Count the lines below that contain the word "compatible". Give only the number.

START Data extracts

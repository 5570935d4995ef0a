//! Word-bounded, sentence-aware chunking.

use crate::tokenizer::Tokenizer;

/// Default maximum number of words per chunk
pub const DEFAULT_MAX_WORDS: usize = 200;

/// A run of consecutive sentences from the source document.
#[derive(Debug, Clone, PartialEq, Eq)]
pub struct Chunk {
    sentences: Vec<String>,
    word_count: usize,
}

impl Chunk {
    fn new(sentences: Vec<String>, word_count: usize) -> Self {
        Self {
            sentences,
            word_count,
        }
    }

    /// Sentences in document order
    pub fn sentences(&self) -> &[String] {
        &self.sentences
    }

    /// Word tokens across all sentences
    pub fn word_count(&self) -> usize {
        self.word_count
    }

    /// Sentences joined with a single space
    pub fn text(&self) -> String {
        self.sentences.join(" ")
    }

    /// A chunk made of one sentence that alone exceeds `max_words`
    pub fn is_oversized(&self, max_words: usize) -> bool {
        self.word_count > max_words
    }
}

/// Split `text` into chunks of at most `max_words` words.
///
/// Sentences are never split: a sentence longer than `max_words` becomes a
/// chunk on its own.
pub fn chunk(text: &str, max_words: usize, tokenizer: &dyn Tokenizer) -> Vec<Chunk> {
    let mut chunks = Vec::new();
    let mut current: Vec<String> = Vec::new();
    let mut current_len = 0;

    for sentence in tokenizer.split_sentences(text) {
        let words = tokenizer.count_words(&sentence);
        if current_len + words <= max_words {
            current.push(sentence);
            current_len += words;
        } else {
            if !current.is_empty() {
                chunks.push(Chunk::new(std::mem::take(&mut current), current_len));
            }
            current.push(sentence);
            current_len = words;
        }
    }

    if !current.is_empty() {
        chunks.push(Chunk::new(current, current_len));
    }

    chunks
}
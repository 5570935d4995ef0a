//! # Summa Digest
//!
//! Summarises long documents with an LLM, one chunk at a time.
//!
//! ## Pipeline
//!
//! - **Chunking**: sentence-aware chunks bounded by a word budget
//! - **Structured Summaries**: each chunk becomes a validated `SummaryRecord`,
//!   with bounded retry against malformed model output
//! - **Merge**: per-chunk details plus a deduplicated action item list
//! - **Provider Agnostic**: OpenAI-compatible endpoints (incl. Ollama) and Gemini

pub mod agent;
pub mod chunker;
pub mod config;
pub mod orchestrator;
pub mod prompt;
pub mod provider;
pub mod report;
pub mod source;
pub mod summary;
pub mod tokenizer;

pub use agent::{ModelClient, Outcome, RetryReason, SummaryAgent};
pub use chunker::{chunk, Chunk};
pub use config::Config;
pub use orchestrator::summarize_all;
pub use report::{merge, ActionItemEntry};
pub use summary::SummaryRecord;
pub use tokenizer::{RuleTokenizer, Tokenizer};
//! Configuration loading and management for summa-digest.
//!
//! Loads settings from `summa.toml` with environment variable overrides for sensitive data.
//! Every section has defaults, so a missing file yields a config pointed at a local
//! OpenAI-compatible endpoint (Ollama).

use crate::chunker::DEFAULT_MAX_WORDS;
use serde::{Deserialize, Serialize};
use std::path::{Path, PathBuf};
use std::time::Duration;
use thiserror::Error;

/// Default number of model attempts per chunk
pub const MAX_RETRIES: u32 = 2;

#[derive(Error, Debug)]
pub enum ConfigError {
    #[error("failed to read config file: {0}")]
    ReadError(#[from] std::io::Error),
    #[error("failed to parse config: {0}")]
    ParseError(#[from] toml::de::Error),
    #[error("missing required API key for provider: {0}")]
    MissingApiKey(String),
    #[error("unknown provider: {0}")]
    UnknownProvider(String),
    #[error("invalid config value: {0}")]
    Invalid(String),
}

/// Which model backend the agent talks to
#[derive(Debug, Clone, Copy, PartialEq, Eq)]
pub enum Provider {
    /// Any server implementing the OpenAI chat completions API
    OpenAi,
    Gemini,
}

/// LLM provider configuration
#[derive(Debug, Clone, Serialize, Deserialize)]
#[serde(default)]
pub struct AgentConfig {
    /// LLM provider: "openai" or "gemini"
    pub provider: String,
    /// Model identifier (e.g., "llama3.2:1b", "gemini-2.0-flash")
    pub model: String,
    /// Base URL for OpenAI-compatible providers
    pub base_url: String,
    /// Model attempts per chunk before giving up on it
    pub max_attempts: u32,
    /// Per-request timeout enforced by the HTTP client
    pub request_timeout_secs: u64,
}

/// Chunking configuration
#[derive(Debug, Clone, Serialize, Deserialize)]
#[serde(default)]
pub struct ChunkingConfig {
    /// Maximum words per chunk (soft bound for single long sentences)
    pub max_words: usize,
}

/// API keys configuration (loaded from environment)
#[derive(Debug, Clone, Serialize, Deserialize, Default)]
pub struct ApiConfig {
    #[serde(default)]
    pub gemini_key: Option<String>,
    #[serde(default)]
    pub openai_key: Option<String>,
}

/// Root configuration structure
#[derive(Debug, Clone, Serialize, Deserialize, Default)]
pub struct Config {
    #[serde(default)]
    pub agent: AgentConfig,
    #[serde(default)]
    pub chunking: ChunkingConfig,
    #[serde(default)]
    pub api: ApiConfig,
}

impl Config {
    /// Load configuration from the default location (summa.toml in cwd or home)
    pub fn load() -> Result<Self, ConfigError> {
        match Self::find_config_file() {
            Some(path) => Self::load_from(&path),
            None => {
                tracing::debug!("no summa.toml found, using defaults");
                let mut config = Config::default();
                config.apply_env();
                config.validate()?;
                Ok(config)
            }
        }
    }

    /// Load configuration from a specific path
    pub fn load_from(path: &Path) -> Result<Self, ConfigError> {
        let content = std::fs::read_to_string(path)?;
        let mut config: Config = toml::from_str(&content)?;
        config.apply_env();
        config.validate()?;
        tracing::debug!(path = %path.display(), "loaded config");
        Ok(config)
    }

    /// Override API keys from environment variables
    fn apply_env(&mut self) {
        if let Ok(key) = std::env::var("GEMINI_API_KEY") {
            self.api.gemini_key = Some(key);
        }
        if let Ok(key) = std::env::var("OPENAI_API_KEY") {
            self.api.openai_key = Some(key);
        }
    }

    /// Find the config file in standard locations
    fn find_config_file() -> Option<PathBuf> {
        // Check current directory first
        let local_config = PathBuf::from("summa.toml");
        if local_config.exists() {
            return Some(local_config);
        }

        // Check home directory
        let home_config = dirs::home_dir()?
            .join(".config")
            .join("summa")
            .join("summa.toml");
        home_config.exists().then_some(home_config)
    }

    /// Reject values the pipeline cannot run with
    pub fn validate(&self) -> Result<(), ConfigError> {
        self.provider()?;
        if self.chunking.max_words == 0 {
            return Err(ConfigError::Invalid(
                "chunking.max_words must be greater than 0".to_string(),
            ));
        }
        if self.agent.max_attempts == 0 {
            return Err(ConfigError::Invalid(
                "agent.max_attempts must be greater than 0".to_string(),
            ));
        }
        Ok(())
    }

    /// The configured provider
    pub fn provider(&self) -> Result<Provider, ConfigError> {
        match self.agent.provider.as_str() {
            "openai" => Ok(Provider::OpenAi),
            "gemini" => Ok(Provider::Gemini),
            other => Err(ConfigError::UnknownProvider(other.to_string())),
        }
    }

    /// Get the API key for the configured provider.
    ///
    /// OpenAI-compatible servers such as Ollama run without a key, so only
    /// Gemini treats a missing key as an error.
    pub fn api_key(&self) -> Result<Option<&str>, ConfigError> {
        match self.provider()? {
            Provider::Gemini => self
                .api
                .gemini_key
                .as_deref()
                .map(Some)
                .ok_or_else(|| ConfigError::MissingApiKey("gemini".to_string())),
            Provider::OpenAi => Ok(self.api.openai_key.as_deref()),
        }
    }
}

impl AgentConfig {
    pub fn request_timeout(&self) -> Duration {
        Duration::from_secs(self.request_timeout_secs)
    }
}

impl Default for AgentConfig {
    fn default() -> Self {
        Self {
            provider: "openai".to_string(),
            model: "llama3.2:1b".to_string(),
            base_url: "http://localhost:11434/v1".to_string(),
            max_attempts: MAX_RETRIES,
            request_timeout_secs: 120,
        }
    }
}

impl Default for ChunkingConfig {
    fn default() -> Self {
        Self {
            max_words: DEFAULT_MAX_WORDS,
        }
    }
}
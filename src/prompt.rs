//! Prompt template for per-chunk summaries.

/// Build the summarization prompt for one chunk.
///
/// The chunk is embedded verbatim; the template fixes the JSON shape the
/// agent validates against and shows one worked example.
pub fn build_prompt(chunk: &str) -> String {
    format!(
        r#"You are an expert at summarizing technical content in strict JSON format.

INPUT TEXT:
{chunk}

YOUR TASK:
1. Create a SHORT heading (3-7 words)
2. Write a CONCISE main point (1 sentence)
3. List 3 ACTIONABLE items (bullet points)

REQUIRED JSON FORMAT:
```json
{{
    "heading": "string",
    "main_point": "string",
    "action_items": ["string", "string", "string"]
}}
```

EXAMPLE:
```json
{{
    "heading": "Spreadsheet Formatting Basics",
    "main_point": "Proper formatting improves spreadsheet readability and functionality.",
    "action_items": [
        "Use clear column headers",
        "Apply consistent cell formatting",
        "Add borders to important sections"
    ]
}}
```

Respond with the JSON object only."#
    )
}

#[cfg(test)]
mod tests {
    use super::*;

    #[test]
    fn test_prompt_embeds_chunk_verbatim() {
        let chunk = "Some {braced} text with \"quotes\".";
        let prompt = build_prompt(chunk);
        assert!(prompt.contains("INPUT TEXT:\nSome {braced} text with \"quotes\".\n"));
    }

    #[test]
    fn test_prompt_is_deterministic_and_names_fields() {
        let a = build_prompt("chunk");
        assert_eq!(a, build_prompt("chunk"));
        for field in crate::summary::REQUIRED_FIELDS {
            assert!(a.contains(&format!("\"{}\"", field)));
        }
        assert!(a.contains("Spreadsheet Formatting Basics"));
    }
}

END Data extracts

◆ Task answer
4